What was Miller's secret to his current success?
"Honestly, it was the weight room," he said. "It changed my mentality on the game. Last year, I didn't have a lot of confidence because guys were so much bigger. Once I got bigger, it just helped my confidence. I'm not afraid to step in front of anybody."
Of course, he had to make some tough decisions. One of them was deciding not to play golf last fall in lieu of focusing on his lacrosse stick skills and generally working to get better.
That included the weight room, where he spent much of his time, through a class at school on the subject and generally lifting with a mentor or simply on his own.
Which begs the question: Other players across DuPage County are keen to do what he has done to improve. What recommendations does he have?
"I'm still on my journey on lifting," Miller said. "Find a workout plan, find a split, consistently go to the gym and work out the right muscle groups. Find a routine and stick with it."
Wheaton Academy coach Geof Weisenborn said Miller's breakout game was a 16-1 win against Valley, the Waubonsie Valley-Metea Valley co-op team, on April 5, where he had five goals. Two games later, in an 18-6 victory over Huntley, he had 6 goals.
"We always knew he had the skill, but he had to mature physically," Weisenborn said of Miller, who plays his club ball at True Lacrosse.
"Liam is a dodger initiator, he sees a lot of double-teams, and having guys on the field who can put the ball in the net like Noah is something that we need."
Downers Grove setting the standard:
The Downers Grove boys team's theme this "Set the Standard," meaning create a basis this season for what will follow. Two defensemen have taken that to heart, junior Danny Greifhahn, from Downers North, and Downers South sophomore Erik Selby.
If you want a good sense of their impact, consider Monday's Senior Night contest, a 5-4 win over Oak Park-River Forest, a game in which junior Josh Lambert scored the game-winner with 34 seconds left.
Greifhahn and Selby's defensive efforts kept Downers Grove in the game until Lambert worked his late magic. It was also redemption for a 6-3 loss to the Huskies last week.
Coach Shon Zawlocki said Greifhahn struggled last week against OPRF's physical checks, but that evaporated Monday. Selby contributed with a hatful of open-field groundballs.

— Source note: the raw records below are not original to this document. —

//! The turn orchestration state machine.
//!
//! [`Game`] holds everything about one match and decides what happens next.
//! It never touches channels or clocks directly: each operation returns a
//! [`Step`] listing the events to deliver and what the owning actor should
//! do with its turn timer. That keeps every rule here testable without a
//! runtime.

use broadside_engine::{
    AttackOutcome, Board, Position, RawShip, ShipSet, check_fleet, process_attack,
    random_attack_position, validate_ships,
};
use broadside_protocol::{GameId, PlayerIndex, Recipient};
use rand::Rng;
use serde::Serialize;
use tokio::time::Instant;
use tracing::{debug, error, info};

use crate::{GameStatus, GameType, ServerEvent, SessionError};

// ---------------------------------------------------------------------------
// Step
// ---------------------------------------------------------------------------

/// What the turn timer should yield when it fires.
#[derive(Debug, Clone, Copy, PartialEq, Eq)]
pub enum TimerAction {
    /// `player` ran out of time.
    TurnTimeout(PlayerIndex),
    /// The bot's thinking pause is over.
    BotMove,
}

/// What the session actor must do with its timer after a step.
#[derive(Debug, Clone, Copy, PartialEq, Eq)]
pub enum Schedule {
    /// Leave the timer as it is.
    Keep,
    /// Arm a fresh turn timeout for this player.
    TurnTimer(PlayerIndex),
    /// Arm the short bot delay.
    BotMove,
    /// The game is over: cancel whatever is pending.
    Cancel,
}

/// Outcome of one game operation.
#[derive(Debug, Clone, PartialEq)]
pub struct Step {
    pub events: Vec<(Recipient, ServerEvent)>,
    pub schedule: Schedule,
}

impl Step {
    /// No events, no timer change.
    pub fn idle() -> Self {
        Self {
            events: Vec::new(),
            schedule: Schedule::Keep,
        }
    }

    fn after_turn(next: PlayerIndex, events: Vec<(Recipient, ServerEvent)>) -> Self {
        let schedule = if next.is_bot() {
            Schedule::BotMove
        } else {
            Schedule::TurnTimer(next)
        };
        Self { events, schedule }
    }
}

/// The board as one player is allowed to see it.
#[derive(Debug, Clone, PartialEq, Eq, Serialize)]
#[serde(rename_all = "camelCase")]
pub struct GameView {
    pub board: Board,
    pub current_player: PlayerIndex,
    pub status: GameStatus,
}

// ---------------------------------------------------------------------------
// Game
// ---------------------------------------------------------------------------

/// One match between two sides.
#[derive(Debug, Clone)]
pub struct Game {
    pub id: GameId,
    pub players: [PlayerIndex; 2],
    pub ships: Vec<ShipSet>,
    pub current_player: PlayerIndex,
    /// Attack history shared by both sides.
    pub board: Board,
    pub status: GameStatus,
    pub winner: Option<PlayerIndex>,
    pub last_update: Instant,
    pub kind: GameType,
}

impl Game {
    /// A two-player game waiting for both fleets.
    pub fn new(id: GameId, players: [PlayerIndex; 2]) -> Self {
        Self {
            id,
            players,
            ships: Vec::with_capacity(2),
            current_player: players[0],
            board: Board::new(),
            status: GameStatus::Waiting,
            winner: None,
            last_update: Instant::now(),
            kind: GameType::Multi,
        }
    }

    /// A game against the bot whose fleet is already in place.
    pub fn single_player(id: GameId, player: PlayerIndex, bot_fleet: ShipSet) -> Self {
        let mut game = Self::new(id, [player, PlayerIndex::BOT]);
        game.kind = GameType::Single;
        game.ships.push(bot_fleet);
        game
    }

    /// The participant who is not `player`.
    pub fn opponent_of(&self, player: PlayerIndex) -> PlayerIndex {
        if self.players[0] == player {
            self.players[1]
        } else {
            self.players[0]
        }
    }

    pub fn fleet_of(&self, player: PlayerIndex) -> Option<&ShipSet> {
        self.ships.iter().find(|set| set.player == player)
    }

    /// The board as `player` may see it: their own fleet painted in, the
    /// opponent's hidden.
    pub fn view_for(&self, player: PlayerIndex) -> GameView {
        GameView {
            board: self.board.player_view(self.fleet_of(player)),
            current_player: self.current_player,
            status: self.status,
        }
    }

    fn advance_to(&mut self, target: GameStatus) {
        debug_assert!(self.status.can_transition_to(target));
        if self.status.can_transition_to(target) {
            info!(game_id = %self.id, from = %self.status, to = %target, "game status changed");
            self.status = target;
        }
    }

    // -----------------------------------------------------------------------
    // Fleet submission
    // -----------------------------------------------------------------------

    /// Accepts `player`'s fleet. Starts the game once both fleets are in.
    ///
    /// # Errors
    /// - [`SessionError::InvalidState`] outside `Waiting`.
    /// - [`SessionError::NotInGame`] for a non-participant.
    /// - [`SessionError::FleetAlreadySubmitted`] on a second submission.
    /// - [`SessionError::InvalidFleet`] if `strict` and the fleet is not a
    ///   standard one.
    pub fn submit_fleet<R: Rng + ?Sized>(
        &mut self,
        player: PlayerIndex,
        raw: &[RawShip],
        strict: bool,
        rng: &mut R,
    ) -> Result<Step, SessionError> {
        if self.status != GameStatus::Waiting {
            return Err(SessionError::InvalidState(self.status));
        }
        if !self.players.contains(&player) {
            return Err(SessionError::NotInGame(player));
        }
        if self.fleet_of(player).is_some() {
            return Err(SessionError::FleetAlreadySubmitted(player));
        }

        let ships = validate_ships(raw);
        if strict {
            check_fleet(&ships)?;
        }
        debug!(game_id = %self.id, %player, ships = ships.len(), "fleet submitted");
        self.ships.push(ShipSet::new(player, ships));
        self.last_update = Instant::now();

        let all_ready = self.players.iter().all(|p| self.fleet_of(*p).is_some());
        if !all_ready {
            return Ok(Step {
                events: vec![(Recipient::Player(player), ServerEvent::wait_for_opponent())],
                schedule: Schedule::Keep,
            });
        }

        Ok(self.start(rng))
    }

    fn start<R: Rng + ?Sized>(&mut self, rng: &mut R) -> Step {
        let first = self.players[rng.random_range(0..self.players.len())];
        self.board = Board::new();
        self.current_player = first;
        self.advance_to(GameStatus::Playing);
        info!(game_id = %self.id, first = %first, "game started");

        let mut events = Vec::with_capacity(3);
        for set in &self.ships {
            if set.player.is_bot() {
                continue;
            }
            events.push((
                Recipient::Player(set.player),
                ServerEvent::StartGame {
                    ships: set.ships.clone(),
                    current_player_index: first,
                },
            ));
        }
        events.push((
            Recipient::All,
            ServerEvent::Turn {
                current_player: first,
            },
        ));

        Step::after_turn(first, events)
    }

    // -----------------------------------------------------------------------
    // Attacks
    // -----------------------------------------------------------------------

    /// Checks that `player` may shoot now. `Ok(false)` means the game is
    /// finished and the call must be a silent no-op.
    fn gate(&self, player: PlayerIndex) -> Result<bool, SessionError> {
        match self.status {
            GameStatus::Finished => Ok(false),
            GameStatus::Waiting => Err(SessionError::InvalidState(self.status)),
            GameStatus::Playing if player != self.current_player => {
                Err(SessionError::NotYourTurn {
                    expected: self.current_player,
                    got: player,
                })
            }
            GameStatus::Playing => Ok(true),
        }
    }

    /// `player` fires at `target`.
    ///
    /// # Errors
    /// [`SessionError::InvalidState`] while waiting,
    /// [`SessionError::NotYourTurn`], or [`SessionError::InvalidTarget`].
    /// A finished game returns an idle step instead.
    pub fn attack(&mut self, player: PlayerIndex, target: Position) -> Result<Step, SessionError> {
        if !self.gate(player)? {
            debug!(game_id = %self.id, %player, "attack on finished game ignored");
            return Ok(Step::idle());
        }
        if !target.is_valid() {
            return Err(SessionError::InvalidTarget(target));
        }
        self.resolve(player, target)
    }

    /// `player` fires at a random unexplored cell. Same gating as
    /// [`Game::attack`]. A fully explored board is a silent no-op.
    pub fn random_attack<R: Rng + ?Sized>(
        &mut self,
        player: PlayerIndex,
        rng: &mut R,
    ) -> Result<Step, SessionError> {
        if !self.gate(player)? {
            return Ok(Step::idle());
        }
        self.random_shot_for(player, rng)
    }

    /// Runs a timer action. Stale actions, for a player who no longer holds
    /// the turn or a game that is no longer playing, do nothing.
    pub fn on_timer<R: Rng + ?Sized>(&mut self, action: TimerAction, rng: &mut R) -> Step {
        let shooter = match action {
            TimerAction::TurnTimeout(player) => player,
            TimerAction::BotMove => PlayerIndex::BOT,
        };
        if self.status != GameStatus::Playing || self.current_player != shooter {
            debug!(game_id = %self.id, ?action, status = %self.status, "stale timer ignored");
            return Step::idle();
        }
        if let TimerAction::TurnTimeout(player) = action {
            info!(game_id = %self.id, %player, "turn timed out, firing at random");
        }

        match self.random_shot_for(shooter, rng) {
            Ok(step) => step,
            Err(e) => {
                error!(game_id = %self.id, player = %shooter, error = %e, "timer shot failed");
                Step::idle()
            }
        }
    }

    fn random_shot_for<R: Rng + ?Sized>(
        &mut self,
        player: PlayerIndex,
        rng: &mut R,
    ) -> Result<Step, SessionError> {
        match random_attack_position(&self.board, rng) {
            Some(target) => self.resolve(player, target),
            None => {
                debug!(game_id = %self.id, %player, "no unexplored cell left");
                Ok(Step::idle())
            }
        }
    }

    fn resolve(&mut self, attacker: PlayerIndex, target: Position) -> Result<Step, SessionError> {
        let outcome = process_attack(&mut self.board, &mut self.ships, attacker, target)
            .inspect_err(|e| {
                error!(game_id = %self.id, %attacker, error = %e, "engine invariant broken");
            })?;
        self.last_update = Instant::now();

        let AttackOutcome {
            position, status, ..
        } = outcome;
        debug!(
            game_id = %self.id,
            %attacker,
            x = position.x,
            y = position.y,
            status = ?status,
            "attack resolved"
        );

        if outcome.game_over {
            let winner = outcome.winner.unwrap_or(attacker);
            self.winner = Some(winner);
            self.advance_to(GameStatus::Finished);
            info!(game_id = %self.id, %winner, "game finished");
            return Ok(Step {
                events: vec![
                    (
                        Recipient::All,
                        ServerEvent::Attack {
                            position,
                            current_player: attacker,
                            status,
                        },
                    ),
                    (Recipient::All, ServerEvent::Finish { win_player: winner }),
                ],
                schedule: Schedule::Cancel,
            });
        }

        let next = if outcome.keeps_turn() {
            attacker
        } else {
            self.opponent_of(attacker)
        };
        self.current_player = next;

        Ok(Step::after_turn(
            next,
            vec![
                (
                    Recipient::All,
                    ServerEvent::Attack {
                        position,
                        current_player: next,
                        status,
                    },
                ),
                (Recipient::All, ServerEvent::Turn { current_player: next }),
            ],
        ))
    }
}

What does "Set the Standard" mean to Greifhahn?
After an 11-9 loss to Hinsdale Central last Friday, "I reflected on it, and setting the standard is being the best person I can be, and then as a junior, being a better influence for the freshmen and sophomores," he said.
Added Selby: "Setting the standard, for me, is trying to make our team the best we can be with what we've got. Our defense is really solid and coming out to play every game … (We have) tenacity, stuff that we didn't have in the past."
Ginty guides Wheaton United:
Here's something you don't hear every day -- a player who toggles between defense and goalie. That's the world of Wheaton United senior Meghan Ginty, and the thing of it is, she's equally effective at both positions.
She leads the team by far with 75 groundballs, and in goal, she paces United with 164 saves. It's not unheard of to see her play defense in one half of a game and goalie in the other.
Which does Ginty prefer?
"I'm split between the two," she said. "I'm going to college for defense, at Aurora University, but I recently fell back in love with goalie."
"She's dominant," added United coach Sarah Burdeen. "She's a presence for the defensive line. She'll sometimes play a backer. In goal, she can clear the ball over 50 yards."
But the other area in which Ginty excels is leadership, Burdeen said.
"I was out sick for a few days and she was helping in practice," she said. "As my captain I thought she could run the drills how I would want to. You want a captain to be engaged and respectful and she embodies all of that."